Task description:
Across all the records below, count the lines that hold "contains". State only that figure.

>>>

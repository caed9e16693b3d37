//! Mapping from crossterm events to toolkit input events.

use crossterm::event::{
    Event, KeyCode, KeyEvent as CtKeyEvent, KeyEventKind, KeyModifiers, MouseButton as CtMouseButton,
    MouseEvent as CtMouseEvent, MouseEventKind as CtMouseEventKind,
};

use crate::types::{
    InputEvent, Key, KeyEvent, Mods, MouseButton, MouseEvent, MouseEventKind, Point, Size,
};

/// Translate a terminal event. Returns `None` for events the toolkit ignores
/// (key releases, focus changes, unsupported keys).
pub fn map_event(event: Event) -> Option<InputEvent> {
    match event {
        Event::Key(key) => map_key(key).map(InputEvent::Key),
        Event::Mouse(mouse) => map_mouse(mouse).map(InputEvent::Mouse),
        Event::Paste(text) => Some(InputEvent::Paste(text)),
        Event::Resize(cols, rows) => Some(InputEvent::Resize(Size::new(rows, cols))),
        Event::FocusGained | Event::FocusLost => None,
    }
}

pub fn map_key(key: CtKeyEvent) -> Option<KeyEvent> {
    if key.kind == KeyEventKind::Release {
        return None;
    }
    let code = match key.code {
        KeyCode::Char(c) => Key::Char(c),
        KeyCode::Enter => Key::Enter,
        KeyCode::Esc => Key::Escape,
        KeyCode::Backspace => Key::Backspace,
        KeyCode::Delete => Key::Delete,
        KeyCode::Tab => Key::Tab,
        KeyCode::BackTab => Key::BackTab,
        KeyCode::Up => Key::Up,
        KeyCode::Down => Key::Down,
        KeyCode::Left => Key::Left,
        KeyCode::Right => Key::Right,
        KeyCode::Home => Key::Home,
        KeyCode::End => Key::End,
        KeyCode::PageUp => Key::PageUp,
        KeyCode::PageDown => Key::PageDown,
        KeyCode::Insert => Key::Insert,
        KeyCode::F(n) => Key::F(n),
        _ => return None,
    };
    let mods = Mods {
        alt: key.modifiers.contains(KeyModifiers::ALT),
        ctrl: key.modifiers.contains(KeyModifiers::CONTROL),
        shift: key.modifiers.contains(KeyModifiers::SHIFT),
    };
    Some(KeyEvent::new(code, mods))
}

pub fn map_mouse(mouse: CtMouseEvent) -> Option<MouseEvent> {
    let (kind, button) = match mouse.kind {
        CtMouseEventKind::Down(b) => (MouseEventKind::Press, map_button(b)),
        CtMouseEventKind::Up(b) => (MouseEventKind::Release, map_button(b)),
        CtMouseEventKind::Drag(b) => (MouseEventKind::Move, map_button(b)),
        CtMouseEventKind::Moved => (MouseEventKind::Move, MouseButton::None),
        CtMouseEventKind::ScrollUp => (MouseEventKind::ScrollUp, MouseButton::None),
        CtMouseEventKind::ScrollDown => (MouseEventKind::ScrollDown, MouseButton::None),
        CtMouseEventKind::ScrollLeft | CtMouseEventKind::ScrollRight => return None,
    };
    let pos = Point::new(mouse.row as i32, mouse.column as i32);
    Some(MouseEvent::new(pos, kind, button))
}

fn map_button(button: CtMouseButton) -> MouseButton {
    match button {
        CtMouseButton::Left => MouseButton::Left,
        CtMouseButton::Middle => MouseButton::Middle,
        CtMouseButton::Right => MouseButton::Right,
    }
}

/// Check if key should stop the application.
pub fn should_quit(key: CtKeyEvent) -> bool {
    key.kind != KeyEventKind::Release
        && key.code == KeyCode::Char('c')
        && key.modifiers.contains(KeyModifiers::CONTROL)
}
impl WidgetBuilder {
    pub fn new() -> Self {
        Self::default()
    }

    pub fn pos(mut self, pos: impl Into<Point>) -> Self {
        self.pos = pos.into();
        self
    }

    pub fn size(mut self, size: impl Into<Size>) -> Self {
        self.size = size.into();
        self
    }

    pub fn size_hint(mut self, hint: SizeHint) -> Self {
        self.size_hint = hint;
        self
    }

    pub fn pos_hint(mut self, hint: PosHint) -> Self {
        self.pos_hint = hint;
        self
    }

    pub fn anchor(mut self, anchor: Anchor) -> Self {
        self.anchor = anchor;
        self
    }

    pub fn enabled(mut self, enabled: bool) -> Self {
        self.is_enabled = enabled;
        self
    }

    pub fn visible(mut self, visible: bool) -> Self {
        self.is_visible = visible;
        self
    }

    pub fn transparent(mut self, transparent: bool) -> Self {
        self.is_transparent = transparent;
        self
    }

    pub fn default_char(mut self, ch: impl Into<StyledChar>) -> Self {
        self.default_char = ch.into();
        self
    }

    pub fn default_color_pair(mut self, color: ColorPair) -> Self {
        self.default_color_pair = color;
        self
    }

    pub fn behavior(mut self, behavior: impl Behavior + 'static) -> Self {
        self.behavior = Some(Box::new(behavior));
        self
    }
}

struct Slot {
    generation: u32,
    node: Option<Node>,
}

/// Arena-backed widget tree with a single root.
pub struct WidgetTree {
    slots: Vec<Slot>,
    free: Vec<u32>,
    root: WidgetId,
    generation: u64,
    pub(crate) hovered: Option<WidgetId>,
    removed: Vec<WidgetId>,
}
//! tui-stage (workspace facade crate).
//!
//! Re-exports the member crates as `tui_stage::{core,term,input,app,types}`.
//! The implementation lives in dedicated crates under `crates/`.

pub use tui_stage_app as app;
pub use tui_stage_core as core;
pub use tui_stage_input as input;
pub use tui_stage_term as term;
pub use tui_stage_types as types;
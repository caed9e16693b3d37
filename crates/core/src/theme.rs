//! Color themes, loadable from JSON.
//!
//! ```json
//! {
//!   "primary":       { "fg": "#f2e6d9", "bg": "#362a1f" },
//!   "button_normal": { "fg": "#dcdcdc", "bg": "#1a3c5a" },
//!   "button_hover":  { "fg": "#ffffff", "bg": "#2a5a8a" },
//!   "button_press":  { "fg": "#000000", "bg": "#e0b000" },
//!   "panel":         { "fg": "#dcdcdc", "bg": "#202020" }
//! }
//! ```

use serde::{Deserialize, Serialize};

use crate::types::{ColorPair, Rgb};

/// Named color pairs used by the stock widgets.
#[derive(Debug, Clone, Copy, PartialEq, Eq, Serialize, Deserialize)]
pub struct Theme {
    #[serde(with = "pair")]
    pub primary: ColorPair,
    #[serde(with = "pair")]
    pub button_normal: ColorPair,
    #[serde(with = "pair")]
    pub button_hover: ColorPair,
    #[serde(with = "pair")]
    pub button_press: ColorPair,
    #[serde(with = "pair")]
    pub panel: ColorPair,
}

impl Default for Theme {
    fn default() -> Self {
        Self {
            primary: ColorPair::new(Rgb::new(0xf2, 0xe6, 0xd9), Rgb::new(0x36, 0x2a, 0x1f)),
            button_normal: ColorPair::new(Rgb::new(0xdc, 0xdc, 0xdc), Rgb::new(0x1a, 0x3c, 0x5a)),
            button_hover: ColorPair::new(Rgb::WHITE, Rgb::new(0x2a, 0x5a, 0x8a)),
            button_press: ColorPair::new(Rgb::BLACK, Rgb::new(0xe0, 0xb0, 0x00)),
            panel: ColorPair::new(Rgb::new(0xdc, 0xdc, 0xdc), Rgb::new(0x20, 0x20, 0x20)),
        }
    }
}

impl Theme {
    pub fn from_json(json: &str) -> Result<Self, serde_json::Error> {
        serde_json::from_str(json)
    }

    pub fn to_json(&self) -> Result<String, serde_json::Error> {
        serde_json::to_string_pretty(self)
    }
}

/// Parse `#rrggbb` (the leading `#` is optional).
pub fn parse_hex(s: &str) -> Option<Rgb> {
    let hex = s.strip_prefix('#').unwrap_or(s);
    if hex.len() != 6 || !hex.is_ascii() {
        return None;
    }
    let channel = |i: usize| u8::from_str_radix(&hex[i..i + 2], 16).ok();
    Some(Rgb::new(channel(0)?, channel(2)?, channel(4)?))
}

pub fn to_hex(rgb: Rgb) -> String {
    format!("#{:02x}{:02x}{:02x}", rgb.r, rgb.g, rgb.b)
}

mod pair {
    use serde::de::Error as _;
    use serde::{Deserialize, Deserializer, Serialize, Serializer};

    use super::{parse_hex, to_hex};
    use crate::types::ColorPair;

    #[derive(Serialize, Deserialize)]
    struct Hex {
        fg: String,
        bg: String,
    }

    pub fn serialize<S: Serializer>(pair: &ColorPair, s: S) -> Result<S::Ok, S::Error> {
        Hex {
            fg: to_hex(pair.fg),
            bg: to_hex(pair.bg),
        }
        .serialize(s)
    }

    pub fn deserialize<'de, D: Deserializer<'de>>(d: D) -> Result<ColorPair, D::Error> {
        let hex = Hex::deserialize(d)?;
        let color = |s: &str| parse_hex(s).ok_or_else(|| D::Error::custom(format!("invalid color {s:?}")));
        Ok(ColorPair::new(color(&hex.fg)?, color(&hex.bg)?))
    }
}
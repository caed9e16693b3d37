//! Region: a set of screen cells stored as horizontal bands of rectangles.
//!
//! A region is a list of non-overlapping bands sorted top to bottom. Each band
//! covers the rows `[top, bottom)` and holds a sorted list of walls; consecutive
//! wall pairs `[walls[0], walls[1])`, `[walls[2], walls[3])`, ... are the column
//! spans covered in that band.
//!
//! Every operation rebuilds the band list in canonical form:
//! - no empty bands,
//! - no two vertically adjacent bands with identical walls,
//! - no zero-width or touching spans inside a band.
//!
//! So two regions covering the same cells always compare equal.

use std::ops::{BitAnd, BitAndAssign, BitOr, BitOrAssign, Range, Sub, SubAssign};

use crate::types::{Point, Size};

/// A half-open rectangle `[top, bottom) x [left, right)`.
#[derive(Debug, Clone, Copy, PartialEq, Eq, Hash)]
pub struct Rect {
    pub top: i32,
    pub left: i32,
    pub bottom: i32,
    pub right: i32,
}

impl Rect {
    pub fn new(pos: Point, size: Size) -> Self {
        Self {
            top: pos.row,
            left: pos.col,
            bottom: pos.row + size.height as i32,
            right: pos.col + size.width as i32,
        }
    }

    pub fn is_empty(&self) -> bool {
        self.top >= self.bottom || self.left >= self.right
    }

    pub fn rows(&self) -> Range<i32> {
        self.top..self.bottom
    }

    pub fn cols(&self) -> Range<i32> {
        self.left..self.right
    }

    pub fn height(&self) -> i32 {
        self.bottom - self.top
    }

    pub fn width(&self) -> i32 {
        self.right - self.left
    }

    pub fn contains(&self, p: Point) -> bool {
        self.top <= p.row && p.row < self.bottom && self.left <= p.col && p.col < self.right
    }

    pub fn intersects(&self, other: &Rect) -> bool {
        self.top < other.bottom
            && other.top < self.bottom
            && self.left < other.right
            && other.left < self.right
    }
}

#[derive(Debug, Clone, PartialEq, Eq, Hash)]
struct Band {
    top: i32,
    bottom: i32,
    walls: Vec<i32>,
}

/// A set of cells; see the module docs for the representation.
#[derive(Debug, Clone, PartialEq, Eq, Hash, Default)]
pub struct Region {
    bands: Vec<Band>,
}

#[derive(Debug, Clone, Copy)]
enum Op {
    Or,
    And,
    Sub,
}

impl Op {
    #[inline(always)]
    fn apply(self, a: bool, b: bool) -> bool {
        match self {
            Op::Or => a || b,
            Op::And => a && b,
            Op::Sub => a && !b,
        }
    }
}

impl Region {
    pub const EMPTY: Region = Region { bands: Vec::new() };

    /// The empty region.
    pub fn new() -> Self {
        Self::default()
    }

    /// A single rectangle; degenerate sizes give the empty region.
    pub fn from_rect(pos: Point, size: Size) -> Self {
        Self::from(Rect::new(pos, size))
    }

    pub fn is_empty(&self) -> bool {
        self.bands.is_empty()
    }

    /// Number of rectangles in the decomposition.
    pub fn len(&self) -> usize {
        self.bands.iter().map(|b| b.walls.len() / 2).sum()
    }

    /// Number of cells covered.
    pub fn area(&self) -> usize {
        self.rects()
            .map(|r| (r.height() as usize) * (r.width() as usize))
            .sum()
    }

    pub fn contains(&self, p: Point) -> bool {
        self.bands
            .iter()
            .find(|b| b.top <= p.row && p.row < b.bottom)
            .map(|b| {
                b.walls
                    .chunks_exact(2)
                    .any(|span| span[0] <= p.col && p.col < span[1])
            })
            .unwrap_or(false)
    }

    /// Smallest rectangle containing the region, if any.
    pub fn bounds(&self) -> Option<Rect> {
        let first = self.bands.first()?;
        let last = self.bands.last()?;
        let mut left = i32::MAX;
        let mut right = i32::MIN;
        for band in &self.bands {
            left = left.min(band.walls[0]);
            right = right.max(band.walls[band.walls.len() - 1]);
        }
        Some(Rect {
            top: first.top,
            left,
            bottom: last.bottom,
            right,
        })
    }

    /// Component rectangles, top to bottom and left to right within a band.
    pub fn rects(&self) -> impl Iterator<Item = Rect> + '_ {
        self.bands.iter().flat_map(|band| {
            band.walls.chunks_exact(2).map(move |span| Rect {
                top: band.top,
                left: span[0],
                bottom: band.bottom,
                right: span[1],
            })
        })
    }

    pub fn clear(&mut self) {
        self.bands.clear();
    }

    fn push_band(&mut self, top: i32, bottom: i32, walls: Vec<i32>) {
        if walls.is_empty() || top >= bottom {
            return;
        }
        if let Some(last) = self.bands.last_mut() {
            if last.bottom == top && last.walls == walls {
                last.bottom = bottom;
                return;
            }
        }
        self.bands.push(Band { top, bottom, walls });
    }

    fn combine(a: &Region, b: &Region, op: Op) -> Region {
        // Fast paths keep the common compositor cases cheap.
        match op {
            Op::And if a.is_empty() || b.is_empty() => return Region::new(),
            Op::Sub if a.is_empty() => return Region::new(),
            Op::Sub if b.is_empty() => return a.clone(),
            Op::Or if a.is_empty() => return b.clone(),
            Op::Or if b.is_empty() => return a.clone(),
            _ => {}
        }

        let mut ys: Vec<i32> = Vec::with_capacity(2 * (a.bands.len() + b.bands.len()));
        for band in a.bands.iter().chain(b.bands.iter()) {
            ys.push(band.top);
            ys.push(band.bottom);
        }
        ys.sort_unstable();
        ys.dedup();

        let mut out = Region::new();
        let (mut ia, mut ib) = (0usize, 0usize);
        for w in ys.windows(2) {
            let (top, bottom) = (w[0], w[1]);
            while ia < a.bands.len() && a.bands[ia].bottom <= top {
                ia += 1;
            }
            while ib < b.bands.len() && b.bands[ib].bottom <= top {
                ib += 1;
            }
            let wa = band_walls_at(&a.bands, ia, top);
            let wb = band_walls_at(&b.bands, ib, top);
            if wa.is_empty() && wb.is_empty() {
                continue;
            }
            out.push_band(top, bottom, merge_walls(wa, wb, op));
        }
        out
    }
}

fn band_walls_at(bands: &[Band], idx: usize, top: i32) -> &[i32] {
    match bands.get(idx) {
        Some(band) if band.top <= top => &band.walls,
        _ => &[],
    }
}

/// Sweep two sorted wall lists, keeping spans where `op(in_a, in_b)` holds.
fn merge_walls(a: &[i32], b: &[i32], op: Op) -> Vec<i32> {
    let mut out = Vec::with_capacity(a.len() + b.len());
    let (mut i, mut j) = (0usize, 0usize);
    let (mut in_a, mut in_b, mut inside) = (false, false, false);

    while i < a.len() || j < b.len() {
        let x = match (a.get(i), b.get(j)) {
            (Some(&xa), Some(&xb)) => xa.min(xb),
            (Some(&xa), None) => xa,
            (None, Some(&xb)) => xb,
            (None, None) => break,
        };
        if a.get(i) == Some(&x) {
            in_a = !in_a;
            i += 1;
        }
        if b.get(j) == Some(&x) {
            in_b = !in_b;
            j += 1;
        }
        let now = op.apply(in_a, in_b);
        if now != inside {
            out.push(x);
            inside = now;
        }
    }
    out
}

impl From<Rect> for Region {
    fn from(rect: Rect) -> Self {
        let mut region = Region::new();
        if !rect.is_empty() {
            region.bands.push(Band {
                top: rect.top,
                bottom: rect.bottom,
                walls: vec![rect.left, rect.right],
            });
        }
        region
    }
}

impl FromIterator<Rect> for Region {
    fn from_iter<I: IntoIterator<Item = Rect>>(iter: I) -> Self {
        iter.into_iter()
            .fold(Region::new(), |acc, rect| &acc | &Region::from(rect))
    }
}

impl BitAnd for &Region {
    type Output = Region;

    fn bitand(self, rhs: &Region) -> Region {
        Region::combine(self, rhs, Op::And)
    }
}

impl BitOr for &Region {
    type Output = Region;

    fn bitor(self, rhs: &Region) -> Region {
        Region::combine(self, rhs, Op::Or)
    }
}

impl Sub for &Region {
    type Output = Region;

    fn sub(self, rhs: &Region) -> Region {
        Region::combine(self, rhs, Op::Sub)
    }
}

impl BitAnd for Region {
    type Output = Region;

    fn bitand(self, rhs: Region) -> Region {
        &self & &rhs
    }
}

impl BitOr for Region {
    type Output = Region;

    fn bitor(self, rhs: Region) -> Region {
        &self | &rhs
    }
}

impl Sub for Region {
    type Output = Region;

    fn sub(self, rhs: Region) -> Region {
        &self - &rhs
    }
}

impl BitAndAssign<&Region> for Region {
    fn bitand_assign(&mut self, rhs: &Region) {
        *self = &*self & rhs;
    }
}

impl BitOrAssign<&Region> for Region {
    fn bitor_assign(&mut self, rhs: &Region) {
        *self = &*self | rhs;
    }
}

impl SubAssign<&Region> for Region {
    fn sub_assign(&mut self, rhs: &Region) {
        *self = &*self - rhs;
    }
}

#[cfg(test)]
mod tests {
    use super::*;

    fn rect(top: i32, left: i32, h: u16, w: u16) -> Region {
        Region::from_rect(Point::new(top, left), Size::new(h, w))
    }

    fn cells(r: &Region, grid: i32) -> Vec<(i32, i32)> {
        let mut out = Vec::new();
        for row in -1..grid {
            for col in -1..grid {
                if r.contains(Point::new(row, col)) {
                    out.push((row, col));
                }
            }
        }
        out
    }

    #[test]
    fn degenerate_rect_is_empty() {
        assert!(rect(0, 0, 0, 5).is_empty());
        assert!(rect(3, 3, 4, 0).is_empty());
        assert!(!rect(0, 0, 1, 1).is_empty());
    }

    #[test]
    fn subtract_center_fragments_into_four() {
        let outer = rect(0, 0, 5, 5);
        let hole = rect(1, 1, 3, 3);
        let ring = &outer - &hole;
        assert_eq!(ring.len(), 4);
        assert_eq!(ring.area(), 25 - 9);
        assert!(!ring.contains(Point::new(2, 2)));
        assert!(ring.contains(Point::new(0, 0)));
    }

    #[test]
    fn union_coalesces_adjacent_rects() {
        let a = rect(0, 0, 2, 5);
        let b = rect(2, 0, 3, 5);
        let u = &a | &b;
        assert_eq!(u, rect(0, 0, 5, 5));
        assert_eq!(u.len(), 1);

        let side = &rect(0, 0, 4, 2) | &rect(0, 2, 4, 3);
        assert_eq!(side, rect(0, 0, 4, 5));
    }

    #[test]
    fn subtract_then_union_restores_canonical_form() {
        let a = rect(0, 0, 6, 6);
        let b = rect(2, 2, 2, 2);
        let restored = &(&a - &b) | &b;
        assert_eq!(restored, a);
        assert_eq!(restored.len(), 1);
    }

    #[test]
    fn intersection_of_disjoint_rects_is_empty() {
        let a = rect(0, 0, 2, 2);
        let b = rect(0, 2, 2, 2);
        assert!((&a & &b).is_empty());
        assert!(!(&a & &rect(1, 1, 2, 2)).is_empty());
    }

    #[test]
    fn membership_properties_hold_on_small_grid() {
        let shapes = [
            rect(0, 0, 4, 4),
            rect(2, 1, 5, 3),
            &rect(1, 1, 6, 6) - &rect(3, 3, 1, 1),
            &rect(0, 5, 2, 3) | &rect(5, 0, 3, 2),
            Region::new(),
        ];
        for a in &shapes {
            assert!((a - a).is_empty());
            for b in &shapes {
                assert!((&(a - b) & b).is_empty());
                assert_eq!(a & b, b & a);
                assert_eq!(a | b, b | a);

                let u = a | b;
                let i = a & b;
                for row in -1..9 {
                    for col in -1..9 {
                        let p = Point::new(row, col);
                        assert_eq!(u.contains(p), a.contains(p) || b.contains(p));
                        assert_eq!(i.contains(p), a.contains(p) && b.contains(p));
                    }
                }
                let overlaps = a.rects().any(|ra| b.rects().any(|rb| ra.intersects(&rb)));
                assert_eq!(i.is_empty(), !overlaps);
            }
        }
    }

    #[test]
    fn union_is_associative() {
        let a = rect(0, 0, 3, 3);
        let b = rect(1, 2, 3, 3);
        let c = rect(4, 0, 2, 8);
        assert_eq!(&(&a | &b) | &c, &a | &(&b | &c));
        assert_eq!(cells(&(&(&a | &b) | &c), 9), cells(&(&a | &(&b | &c)), 9));
    }

    #[test]
    fn repeated_subtract_union_does_not_fragment() {
        let full = rect(0, 0, 20, 40);
        let mut r = full.clone();
        for i in 0..50 {
            let hole = rect(i % 17, (i * 3) % 37, 3, 3);
            r -= &hole;
            r |= &hole;
        }
        assert_eq!(r, full);
        assert_eq!(r.len(), 1);
    }

    #[test]
    fn bounds_cover_all_rects() {
        let r = &rect(1, 4, 2, 2) | &rect(5, 0, 1, 3);
        assert_eq!(
            r.bounds(),
            Some(Rect {
                top: 1,
                left: 0,
                bottom: 6,
                right: 6
            })
        );
        assert_eq!(Region::new().bounds(), None);
    }
}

<<<

Result below:
11